What is the gravitational acceleration on the surface of the Sun, considering that its radius is approximately 110 times larger than that of the Earth, and the average density of the Sun is 4 times lower than the average density of the Earth?
What is the average density of Venus and the radius of the planet?
Venus has an average density of 5200 kg/m³ and a radius of 6100 km.
Determine the acceleration of free fall on the surface of Venus.

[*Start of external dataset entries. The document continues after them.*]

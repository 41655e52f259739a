use sqlx::SqlitePool;
use tracing::{debug, instrument};

use crate::db::{DbError, Station};

#[derive(Clone)]
pub struct StationRepository {
    pool: SqlitePool,
}

impl StationRepository {
    pub fn new(pool: SqlitePool) -> Self {
        Self { pool }
    }

    /// All stations, ordered by station code
    #[instrument(skip(self))]
    pub async fn find_all(&self) -> Result<Vec<Station>, DbError> {
        debug!("Querying all stations");

        let stations = sqlx::query_as::<_, Station>(
            r#"
            SELECT id, station, name, latitude, longitude, elevation
            FROM station
            ORDER BY station
            "#,
        )
        .fetch_all(&self.pool)
        .await?;

        debug!("Found {} stations", stations.len());
        Ok(stations)
    }

    #[instrument(skip(self), fields(code = %code))]
    pub async fn find_by_code(&self, code: &str) -> Result<Option<Station>, DbError> {
        debug!("Querying station by code");

        let station = sqlx::query_as::<_, Station>(
            r#"
            SELECT id, station, name, latitude, longitude, elevation
            FROM station
            WHERE station = ?1
            "#,
        )
        .bind(code)
        .fetch_optional(&self.pool)
        .await?;

        if station.is_some() {
            debug!("Found station");
        } else {
            debug!("Station not found");
        }

        Ok(station)
    }
}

This page provides the solution to the query: Could you kindly provide me with the formula for determining the average density of a planet when given its radius and the value of the gravitational acceleration near its surface?, within the field of Physics, suitable for students in grades 10 – 11. To explore different solutions, utilize the “smart search” feature: input relevant keywords to discover related questions and answers in the Physics category. By using the user-friendly interface, you can discover an answer that precisely meets your search criteria: simply click on the button located at the top of the page and rephrase your inquiry. Take note of the various responses from other users, which you can not only view but also provide comments on.
It is likely that the location is in a specific constellation at 74 degrees.
The size of the upper base of the cone doesn’t matter. On the table, there is a force mg acting on the side of the lower base, distributed over an area Sa. The only thing is to convert the area into square meters, so Sa = 4 cm² = 4 / 10000 m² = 0.0004 m². P = mg / Sa.
For the period, the weight will travel a distance equal to four amplitudes: L₀ = 4 * 3 = 12 cm or 0.12 m. Then the number of oscillations is calculated as: n = L / L₀ = 0.36 / 0.12 = 3. The answer is 3 oscillations.
The energy calculation is given by the equation Q = λ * m = 4 * 330000 = 1320000J or 1320 kJ.
The mass of 0.1 kg 100 grams of lead can be found using the formula Q = m * λ, where Q is the solution. Therefore, the mass m = Q / λ = 0.1 kg 100 grams.
The velocity is equal to 72 km/h, which is equivalent to 20 m/s. The acceleration can be calculated using the formula a = V² / R, where V is the velocity and R is the radius. Substituting the values, we get a = 20² / 500 = 0.8 m/s². The force can be calculated using the formula N = m(g – a), where m is the mass, g is the acceleration due to gravity, and a is the acceleration. Substituting the values, we get N = 500×(10 – 0.8) = 4600 N (4500 N if we take g as 9.8 m/s²).
0, 3 times m1 equals N times 0, 2. 0, 1 times N equals 0, 3 times M. m1 equals 2M. M equals 1, 2 kilograms.
The reason for this is that displacement, velocity, and acceleration are all vector quantities, which makes them more challenging to manipulate than projections.